◆ **Your instructions**
Retype the data in its entirety, with no word changed.

◆ **Input for this task**
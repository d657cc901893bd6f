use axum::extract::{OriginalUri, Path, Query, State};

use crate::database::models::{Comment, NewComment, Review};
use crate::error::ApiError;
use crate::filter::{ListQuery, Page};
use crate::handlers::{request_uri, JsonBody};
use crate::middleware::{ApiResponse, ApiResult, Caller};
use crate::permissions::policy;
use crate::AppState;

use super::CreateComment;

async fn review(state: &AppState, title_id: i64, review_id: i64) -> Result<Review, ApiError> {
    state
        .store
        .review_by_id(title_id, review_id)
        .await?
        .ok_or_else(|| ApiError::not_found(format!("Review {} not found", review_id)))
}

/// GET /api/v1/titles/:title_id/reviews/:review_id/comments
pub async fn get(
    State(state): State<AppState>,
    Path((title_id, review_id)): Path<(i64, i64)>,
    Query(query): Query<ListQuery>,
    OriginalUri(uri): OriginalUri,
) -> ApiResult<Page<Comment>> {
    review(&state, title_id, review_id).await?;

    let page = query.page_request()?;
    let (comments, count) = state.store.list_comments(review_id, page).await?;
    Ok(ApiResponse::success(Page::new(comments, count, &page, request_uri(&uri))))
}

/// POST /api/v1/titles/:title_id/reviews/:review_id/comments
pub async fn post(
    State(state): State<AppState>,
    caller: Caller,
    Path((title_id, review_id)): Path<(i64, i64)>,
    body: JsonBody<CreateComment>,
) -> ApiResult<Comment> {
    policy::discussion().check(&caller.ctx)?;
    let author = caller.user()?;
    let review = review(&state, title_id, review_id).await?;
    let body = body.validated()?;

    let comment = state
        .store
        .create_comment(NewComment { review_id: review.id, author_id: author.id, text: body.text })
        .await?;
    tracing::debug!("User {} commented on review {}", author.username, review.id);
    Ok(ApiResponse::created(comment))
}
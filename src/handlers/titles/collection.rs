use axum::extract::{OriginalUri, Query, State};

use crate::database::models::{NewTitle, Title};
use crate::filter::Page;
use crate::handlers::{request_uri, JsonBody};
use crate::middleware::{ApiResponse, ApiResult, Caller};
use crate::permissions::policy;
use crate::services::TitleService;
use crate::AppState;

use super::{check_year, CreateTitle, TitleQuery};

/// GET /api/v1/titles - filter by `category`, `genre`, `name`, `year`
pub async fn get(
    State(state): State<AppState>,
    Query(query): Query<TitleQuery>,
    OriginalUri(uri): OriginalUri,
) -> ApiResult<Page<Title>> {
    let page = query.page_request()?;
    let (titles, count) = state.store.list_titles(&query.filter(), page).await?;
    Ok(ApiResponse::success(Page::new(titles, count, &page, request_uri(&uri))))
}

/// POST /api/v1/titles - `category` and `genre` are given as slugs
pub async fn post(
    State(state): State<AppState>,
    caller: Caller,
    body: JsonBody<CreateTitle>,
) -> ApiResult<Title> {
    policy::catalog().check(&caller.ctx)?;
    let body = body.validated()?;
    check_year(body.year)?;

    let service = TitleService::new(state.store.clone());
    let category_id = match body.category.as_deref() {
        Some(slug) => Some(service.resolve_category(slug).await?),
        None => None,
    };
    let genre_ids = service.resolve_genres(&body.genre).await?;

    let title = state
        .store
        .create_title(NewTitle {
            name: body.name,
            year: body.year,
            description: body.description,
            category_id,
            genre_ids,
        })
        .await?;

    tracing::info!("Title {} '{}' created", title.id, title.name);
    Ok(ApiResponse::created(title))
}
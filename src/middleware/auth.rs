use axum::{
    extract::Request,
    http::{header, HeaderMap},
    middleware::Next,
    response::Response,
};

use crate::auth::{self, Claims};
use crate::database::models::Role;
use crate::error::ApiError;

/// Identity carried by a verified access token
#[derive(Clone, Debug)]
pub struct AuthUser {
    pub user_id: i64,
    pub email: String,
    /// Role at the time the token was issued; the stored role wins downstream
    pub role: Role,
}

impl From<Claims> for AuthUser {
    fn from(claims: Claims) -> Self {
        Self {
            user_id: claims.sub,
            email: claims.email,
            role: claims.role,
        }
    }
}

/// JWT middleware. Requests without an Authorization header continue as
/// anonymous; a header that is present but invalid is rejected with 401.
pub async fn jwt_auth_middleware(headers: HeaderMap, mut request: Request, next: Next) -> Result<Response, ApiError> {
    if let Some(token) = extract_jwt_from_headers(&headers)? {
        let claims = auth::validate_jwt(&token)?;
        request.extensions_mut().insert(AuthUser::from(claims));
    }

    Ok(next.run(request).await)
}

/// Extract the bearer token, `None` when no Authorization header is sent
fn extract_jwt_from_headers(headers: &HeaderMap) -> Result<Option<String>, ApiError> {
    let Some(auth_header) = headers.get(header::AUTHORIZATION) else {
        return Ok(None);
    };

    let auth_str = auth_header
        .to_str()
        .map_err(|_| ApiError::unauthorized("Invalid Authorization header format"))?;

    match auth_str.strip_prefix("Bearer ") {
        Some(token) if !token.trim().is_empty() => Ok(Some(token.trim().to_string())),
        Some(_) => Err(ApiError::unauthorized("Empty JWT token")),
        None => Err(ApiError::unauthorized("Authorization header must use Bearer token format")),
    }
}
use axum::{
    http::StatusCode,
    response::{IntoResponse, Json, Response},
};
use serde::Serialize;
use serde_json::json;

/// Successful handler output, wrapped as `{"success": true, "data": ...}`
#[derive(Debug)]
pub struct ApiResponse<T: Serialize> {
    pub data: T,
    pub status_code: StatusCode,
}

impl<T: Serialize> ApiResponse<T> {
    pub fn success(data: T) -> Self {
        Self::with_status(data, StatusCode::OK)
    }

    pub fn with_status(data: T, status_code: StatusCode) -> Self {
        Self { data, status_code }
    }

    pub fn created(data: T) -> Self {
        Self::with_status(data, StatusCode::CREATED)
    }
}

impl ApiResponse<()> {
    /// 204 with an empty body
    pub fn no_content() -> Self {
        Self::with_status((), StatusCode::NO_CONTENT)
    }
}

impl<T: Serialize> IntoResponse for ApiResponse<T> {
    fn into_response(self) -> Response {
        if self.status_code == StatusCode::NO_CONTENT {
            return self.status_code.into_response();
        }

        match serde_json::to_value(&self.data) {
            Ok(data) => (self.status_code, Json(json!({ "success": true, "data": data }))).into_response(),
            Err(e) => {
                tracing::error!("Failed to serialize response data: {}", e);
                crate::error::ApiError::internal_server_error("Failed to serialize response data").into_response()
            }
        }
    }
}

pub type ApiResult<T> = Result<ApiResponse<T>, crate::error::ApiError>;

◆ **Output below**
repository d657cc901893bd6f
use axum::extract::{OriginalUri, Path, Query, State};

use crate::database::models::{Comment, NewComment, Review};
use crate::error::ApiError;
use crate::filter::{ListQuery, Page};
use crate::handlers::{request_uri, JsonBody};
use crate::middleware::{ApiResponse, ApiResult, Caller};
use crate::permissions::policy;
use crate::AppState;

use super::CreateComment;

async fn review(state: &AppState, title_id: i64, review_id: i64) -> Result<Review, ApiError> {
    state
        .store
        .review_by_id(title_id, review_id)
        .await?
        .ok_or_else(|| ApiError::not_found(format!("Review {} not found", review_id)))
}

/// GET /api/v1/titles/:title_id/reviews/:review_id/comments
pub async fn get(
    State(state): State<AppState>,
    Path((title_id, review_id)): Path<(i64, i64)>,
    Query(query): Query<ListQuery>,
    OriginalUri(uri): OriginalUri,
) -> ApiResult<Page<Comment>> {
    review(&state, title_id, review_id).await?;

    let page = query.page_request()?;
    let (comments, count) = state.store.list_comments(review_id, page).await?;
    Ok(ApiResponse::success(Page::new(comments, count, &page, request_uri(&uri))))
}

/// POST /api/v1/titles/:title_id/reviews/:review_id/comments
pub async fn post(
    State(state): State<AppState>,
    caller: Caller,
    Path((title_id, review_id)): Path<(i64, i64)>,
    body: JsonBody<CreateComment>,
) -> ApiResult<Comment> {
    policy::discussion().check(&caller.ctx)?;
    let author = caller.user()?;
    let review = review(&state, title_id, review_id).await?;
    let body = body.validated()?;

    let comment = state
        .store
        .create_comment(NewComment { review_id: review.id, author_id: author.id, text: body.text })
        .await?;
    tracing::debug!("User {} commented on review {}", author.username, review.id);
    Ok(ApiResponse::created(comment))
}
filename src/handlers/titles/collection.rs
use axum::extract::{OriginalUri, Query, State};

use crate::database::models::{NewTitle, Title};
use crate::filter::Page;
use crate::handlers::{request_uri, JsonBody};
use crate::middleware::{ApiResponse, ApiResult, Caller};
use crate::permissions::policy;
use crate::services::TitleService;
use crate::AppState;

use super::{check_year, CreateTitle, TitleQuery};

/// GET /api/v1/titles - filter by `category`, `genre`, `name`, `year`
pub async fn get(
    State(state): State<AppState>,
    Query(query): Query<TitleQuery>,
    OriginalUri(uri): OriginalUri,
) -> ApiResult<Page<Title>> {
    let page = query.page_request()?;
    let (titles, count) = state.store.list_titles(&query.filter(), page).await?;
    Ok(ApiResponse::success(Page::new(titles, count, &page, request_uri(&uri))))
}

/// POST /api/v1/titles - `category` and `genre` are given as slugs
pub async fn post(
    State(state): State<AppState>,
    caller: Caller,
    body: JsonBody<CreateTitle>,
) -> ApiResult<Title> {
    policy::catalog().check(&caller.ctx)?;
    let body = body.validated()?;
    check_year(body.year)?;

    let service = TitleService::new(state.store.clone());
    let category_id = match body.category.as_deref() {
        Some(slug) => Some(service.resolve_category(slug).await?),
        None => None,
    };
    let genre_ids = service.resolve_genres(&body.genre).await?;

    let title = state
        .store
        .create_title(NewTitle {
            name: body.name,
            year: body.year,
            description: body.description,
            category_id,
            genre_ids,
        })
        .await?;

    tracing::info!("Title {} '{}' created", title.id, title.name);
    Ok(ApiResponse::created(title))
}
filename src/middleware/auth.rs
use axum::{
    extract::Request,
    http::{header, HeaderMap},
    middleware::Next,
    response::Response,
};

use crate::auth::{self, Claims};
use crate::database::models::Role;
use crate::error::ApiError;

/// Identity carried by a verified access token
#[derive(Clone, Debug)]
pub struct AuthUser {
    pub user_id: i64,
    pub email: String,
    /// Role at the time the token was issued; the stored role wins downstream
    pub role: Role,
}

impl From<Claims> for AuthUser {
    fn from(claims: Claims) -> Self {
        Self {
            user_id: claims.sub,
            email: claims.email,
            role: claims.role,
        }
    }
}

/// JWT middleware. Requests without an Authorization header continue as
/// anonymous; a header that is present but invalid is rejected with 401.
pub async fn jwt_auth_middleware(headers: HeaderMap, mut request: Request, next: Next) -> Result<Response, ApiError> {
    if let Some(token) = extract_jwt_from_headers(&headers)? {
        let claims = auth::validate_jwt(&token)?;
        request.extensions_mut().insert(AuthUser::from(claims));
    }

    Ok(next.run(request).await)
}

/// Extract the bearer token, `None` when no Authorization header is sent
fn extract_jwt_from_headers(headers: &HeaderMap) -> Result<Option<String>, ApiError> {
    let Some(auth_header) = headers.get(header::AUTHORIZATION) else {
        return Ok(None);
    };

    let auth_str = auth_header
        .to_str()
        .map_err(|_| ApiError::unauthorized("Invalid Authorization header format"))?;

    match auth_str.strip_prefix("Bearer ") {
        Some(token) if !token.trim().is_empty() => Ok(Some(token.trim().to_string())),
        Some(_) => Err(ApiError::unauthorized("Empty JWT token")),
        None => Err(ApiError::unauthorized("Authorization header must use Bearer token format")),
    }
}
use axum::{
    http::StatusCode,
    response::{IntoResponse, Json, Response},
};
use serde::Serialize;
use serde_json::json;

/// Successful handler output, wrapped as `{"success": true, "data": ...}`
#[derive(Debug)]
pub struct ApiResponse<T: Serialize> {
    pub data: T,
    pub status_code: StatusCode,
}

impl<T: Serialize> ApiResponse<T> {
    pub fn success(data: T) -> Self {
        Self::with_status(data, StatusCode::OK)
    }

    pub fn with_status(data: T, status_code: StatusCode) -> Self {
        Self { data, status_code }
    }

    pub fn created(data: T) -> Self {
        Self::with_status(data, StatusCode::CREATED)
    }
}

impl ApiResponse<()> {
    /// 204 with an empty body
    pub fn no_content() -> Self {
        Self::with_status((), StatusCode::NO_CONTENT)
    }
}

impl<T: Serialize> IntoResponse for ApiResponse<T> {
    fn into_response(self) -> Response {
        if self.status_code == StatusCode::NO_CONTENT {
            return self.status_code.into_response();
        }

        match serde_json::to_value(&self.data) {
            Ok(data) => (self.status_code, Json(json!({ "success": true, "data": data }))).into_response(),
            Err(e) => {
                tracing::error!("Failed to serialize response data: {}", e);
                crate::error::ApiError::internal_server_error("Failed to serialize response data").into_response()
            }
        }
    }
}

pub type ApiResult<T> = Result<ApiResponse<T>, crate::error::ApiError>;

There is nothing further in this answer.